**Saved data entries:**
==================================================

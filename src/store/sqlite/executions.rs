//! SQLite execution ledger
//!
//! Rows are only ever inserted and closed. A trigger rejects deletes and
//! status changes on terminal rows as a second line behind the state machine.

use crate::agent::state::ExecutionStatus;
use crate::errors::{AgentError, Result};
use crate::store::sqlite::{parse_json, parse_timestamp, parse_uuid, timestamp, Database};
use crate::store::{close_execution, open_execution, ExecutionLedger, ExecutionQuery};
use crate::types::{AgentExecution, ExecutionOutcome, ExecutionStats, NewExecution};
use async_trait::async_trait;
use rusqlite::types::Value;
use rusqlite::{params, params_from_iter, Connection, OptionalExtension, Row, TransactionBehavior};
use uuid::Uuid;

const EXECUTION_COLUMNS: &str = "id, conversation_id, agent_slug, workflow_slug, step_index, \
                                 status, input, output, tool_calls, tokens_used, duration_ms, \
                                 error_message, started_at, completed_at";

#[derive(Debug, Clone)]
pub struct SqliteExecutionLedger {
    db: Database,
}

impl SqliteExecutionLedger {
    pub fn new(db: Database) -> Self {
        Self { db }
    }
}

fn row_to_execution(row: &Row) -> rusqlite::Result<AgentExecution> {
    let status: String = row.get(5)?;
    let completed_at: Option<String> = row.get(13)?;
    Ok(AgentExecution {
        id: parse_uuid(0, &row.get::<_, String>(0)?)?,
        conversation_id: parse_uuid(1, &row.get::<_, String>(1)?)?,
        agent_slug: row.get(2)?,
        workflow_slug: row.get(3)?,
        step_index: row.get::<_, Option<i64>>(4)?.map(|i| i as usize),
        status: status
            .parse::<ExecutionStatus>()
            .map_err(|e| super::conversion_error(5, e))?,
        input: row.get(6)?,
        output: row.get(7)?,
        tool_calls: parse_json(8, &row.get::<_, String>(8)?)?,
        tokens_used: row.get::<_, i64>(9)? as u64,
        duration_ms: row.get::<_, Option<i64>>(10)?.map(|d| d as u64),
        error_message: row.get(11)?,
        started_at: parse_timestamp(12, &row.get::<_, String>(12)?)?,
        completed_at: completed_at
            .map(|raw| parse_timestamp(13, &raw))
            .transpose()?,
    })
}

fn load_execution(conn: &Connection, id: Uuid) -> Result<AgentExecution> {
    conn.query_row(
        &format!("SELECT {} FROM agent_executions WHERE id = ?1", EXECUTION_COLUMNS),
        [id.to_string()],
        row_to_execution,
    )
    .optional()?
    .ok_or_else(|| AgentError::not_found("Execution", id.to_string()))
}

/// Rows matching the optional filters, most recently started first
fn select_executions(
    conn: &Connection,
    conversation_id: Option<Uuid>,
    agent_slug: Option<String>,
    status: Option<ExecutionStatus>,
    limit: Option<usize>,
) -> Result<Vec<AgentExecution>> {
    let mut clauses = Vec::new();
    let mut values: Vec<Value> = Vec::new();

    if let Some(id) = conversation_id {
        values.push(Value::Text(id.to_string()));
        clauses.push(format!("conversation_id = ?{}", values.len()));
    }
    if let Some(slug) = agent_slug {
        values.push(Value::Text(slug));
        clauses.push(format!("agent_slug = ?{}", values.len()));
    }
    if let Some(status) = status {
        values.push(Value::Text(status.as_str().to_string()));
        clauses.push(format!("status = ?{}", values.len()));
    }

    let mut sql = format!("SELECT {} FROM agent_executions", EXECUTION_COLUMNS);
    if !clauses.is_empty() {
        sql.push_str(" WHERE ");
        sql.push_str(&clauses.join(" AND "));
    }
    sql.push_str(" ORDER BY started_at DESC, rowid DESC");
    if let Some(limit) = limit {
        sql.push_str(&format!(" LIMIT {}", limit));
    }

    let mut stmt = conn.prepare(&sql)?;
    let rows = stmt
        .query_map(params_from_iter(values), row_to_execution)?
        .collect::<rusqlite::Result<Vec<_>>>()?;
    Ok(rows)
}

#[async_trait]
impl ExecutionLedger for SqliteExecutionLedger {
    async fn start(&self, execution: NewExecution) -> Result<AgentExecution> {
        let row = open_execution(execution)?;
        self.db
            .run(move |conn| {
                conn.execute(
                    "INSERT INTO agent_executions
                     (id, conversation_id, agent_slug, workflow_slug, step_index, status, input,
                      tool_calls, tokens_used, started_at)
                     VALUES (?1, ?2, ?3, ?4, ?5, ?6, ?7, '[]', 0, ?8)",
                    params![
                        row.id.to_string(),
                        row.conversation_id.to_string(),
                        row.agent_slug,
                        row.workflow_slug,
                        row.step_index.map(|i| i as i64),
                        row.status.as_str(),
                        row.input,
                        timestamp(row.started_at),
                    ],
                )?;
                Ok(row)
            })
            .await
    }

    async fn complete(&self, id: Uuid, outcome: ExecutionOutcome) -> Result<AgentExecution> {
        self.db
            .run(move |conn| {
                let tx = conn.transaction_with_behavior(TransactionBehavior::Immediate)?;
                let mut row = load_execution(&tx, id)?;
                close_execution(&mut row, outcome)?;

                tx.execute(
                    "UPDATE agent_executions
                     SET status = ?1, output = ?2, tool_calls = ?3, tokens_used = ?4,
                         duration_ms = ?5, error_message = ?6, completed_at = ?7
                     WHERE id = ?8",
                    params![
                        row.status.as_str(),
                        row.output,
                        serde_json::to_string(&row.tool_calls)?,
                        row.tokens_used as i64,
                        row.duration_ms.map(|d| d as i64),
                        row.error_message,
                        row.completed_at.map(timestamp),
                        id.to_string(),
                    ],
                )?;
                tx.commit()?;
                Ok(row)
            })
            .await
    }

    async fn get(&self, id: Uuid) -> Result<AgentExecution> {
        self.db.run(move |conn| load_execution(conn, id)).await
    }

    async fn list(&self, query: &ExecutionQuery) -> Result<Vec<AgentExecution>> {
        let query = query.clone();
        self.db
            .run(move |conn| {
                select_executions(conn, query.conversation_id, query.agent_slug, None, query.limit)
            })
            .await
    }

    async fn statistics(&self, agent_slug: Option<&str>) -> Result<ExecutionStats> {
        let agent_slug = agent_slug.map(String::from);
        let rows = self
            .db
            .run(move |conn| select_executions(conn, None, agent_slug, None, None))
            .await?;
        Ok(ExecutionStats::from_executions(&rows))
    }

    async fn failed_executions(
        &self,
        agent_slug: Option<&str>,
        limit: Option<usize>,
    ) -> Result<Vec<AgentExecution>> {
        let agent_slug = agent_slug.map(String::from);
        self.db
            .run(move |conn| {
                select_executions(conn, None, agent_slug, Some(ExecutionStatus::Failed), limit)
            })
            .await
    }
}

#[cfg(test)]
mod tests {
    use super::*;
    use crate::store::sqlite::SqliteConversationStore;
    use crate::store::ConversationStore;
    use crate::types::NewConversation;

    async fn setup() -> (SqliteExecutionLedger, Uuid, Database) {
        let db = Database::in_memory().unwrap();
        let conversation = SqliteConversationStore::new(db.clone())
            .create(NewConversation::workflow("lawyer-a"))
            .await
            .unwrap();
        (SqliteExecutionLedger::new(db.clone()), conversation.id, db)
    }

    fn new_execution(conversation_id: Uuid, agent: &str, step: usize) -> NewExecution {
        NewExecution {
            conversation_id,
            agent_slug: agent.to_string(),
            workflow_slug: Some("full-case-analysis".to_string()),
            step_index: Some(step),
            input: "analisar caso".to_string(),
        }
    }

    #[tokio::test]
    async fn test_start_and_complete() {
        let (ledger, conversation_id, _db) = setup().await;

        let row = ledger
            .start(new_execution(conversation_id, "legal-research", 0))
            .await
            .unwrap();
        assert_eq!(ledger.get(row.id).await.unwrap().status, ExecutionStatus::Running);

        let done = ledger
            .complete(
                row.id,
                ExecutionOutcome::Completed {
                    output: "pesquisa".to_string(),
                    tool_calls: Vec::new(),
                    tokens_used: 55,
                    duration_ms: 12,
                },
            )
            .await
            .unwrap();
        let stored = ledger.get(row.id).await.unwrap();
        assert_eq!(stored, done);
        assert_eq!(stored.step_index, Some(0));
        assert!(stored.completed_at.unwrap() >= stored.started_at);

        let again = ledger
            .complete(
                row.id,
                ExecutionOutcome::Failed {
                    error_message: "x".to_string(),
                    tool_calls: Vec::new(),
                    tokens_used: 0,
                    duration_ms: 0,
                },
            )
            .await;
        assert!(again.is_err());
    }

    #[tokio::test]
    async fn test_rows_cannot_be_deleted() {
        let (ledger, conversation_id, db) = setup().await;
        let row = ledger
            .start(new_execution(conversation_id, "legal-research", 0))
            .await
            .unwrap();

        let id = row.id.to_string();
        let deleted = db
            .run(move |conn| Ok(conn.execute("DELETE FROM agent_executions WHERE id = ?1", [id])?))
            .await;
        assert!(deleted.is_err());
        assert!(ledger.get(row.id).await.is_ok());
    }

    #[tokio::test]
    async fn test_failed_listing_and_stats() {
        let (ledger, conversation_id, _db) = setup().await;

        let ok = ledger
            .start(new_execution(conversation_id, "legal-research", 0))
            .await
            .unwrap();
        ledger
            .complete(
                ok.id,
                ExecutionOutcome::Completed {
                    output: "a".to_string(),
                    tool_calls: Vec::new(),
                    tokens_used: 100,
                    duration_ms: 40,
                },
            )
            .await
            .unwrap();
        let bad = ledger
            .start(new_execution(conversation_id, "document-analyzer", 1))
            .await
            .unwrap();
        ledger
            .complete(
                bad.id,
                ExecutionOutcome::Failed {
                    error_message: "Operation timed out after 50ms".to_string(),
                    tool_calls: Vec::new(),
                    tokens_used: 0,
                    duration_ms: 60,
                },
            )
            .await
            .unwrap();

        let failed = ledger.failed_executions(None, None).await.unwrap();
        assert_eq!(failed.len(), 1);
        assert_eq!(failed[0].id, bad.id);
        assert_eq!(failed, ledger.failed_executions(None, None).await.unwrap());

        let listed = ledger
            .list(&ExecutionQuery::conversation(conversation_id))
            .await
            .unwrap();
        assert_eq!(
            listed.iter().map(|r| r.id).collect::<Vec<_>>(),
            vec![bad.id, ok.id]
        );

        let stats = ledger.statistics(None).await.unwrap();
        assert_eq!(stats.total, 2);
        assert_eq!(stats.total_tokens, 100);
        assert!((stats.average_duration_ms - 50.0).abs() < f64::EPSILON);
        assert_eq!(ledger.statistics(Some("document-analyzer")).await.unwrap().failed, 1);
    }
}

==================================================

**Goal of the exercise:** The first line of the entries above and every line after it, up to and including the line with "let status: String = row.get(5)?;", should be set down exactly.

**Solved problem:**
filename src/store/sqlite/executions.rs
//! SQLite execution ledger
//!
//! Rows are only ever inserted and closed. A trigger rejects deletes and
//! status changes on terminal rows as a second line behind the state machine.

use crate::agent::state::ExecutionStatus;
use crate::errors::{AgentError, Result};
use crate::store::sqlite::{parse_json, parse_timestamp, parse_uuid, timestamp, Database};
use crate::store::{close_execution, open_execution, ExecutionLedger, ExecutionQuery};
use crate::types::{AgentExecution, ExecutionOutcome, ExecutionStats, NewExecution};
use async_trait::async_trait;
use rusqlite::types::Value;
use rusqlite::{params, params_from_iter, Connection, OptionalExtension, Row, TransactionBehavior};
use uuid::Uuid;

const EXECUTION_COLUMNS: &str = "id, conversation_id, agent_slug, workflow_slug, step_index, \
                                 status, input, output, tool_calls, tokens_used, duration_ms, \
                                 error_message, started_at, completed_at";

#[derive(Debug, Clone)]
pub struct SqliteExecutionLedger {
    db: Database,
}

impl SqliteExecutionLedger {
    pub fn new(db: Database) -> Self {
        Self { db }
    }
}

fn row_to_execution(row: &Row) -> rusqlite::Result<AgentExecution> {
    let status: String = row.get(5)?;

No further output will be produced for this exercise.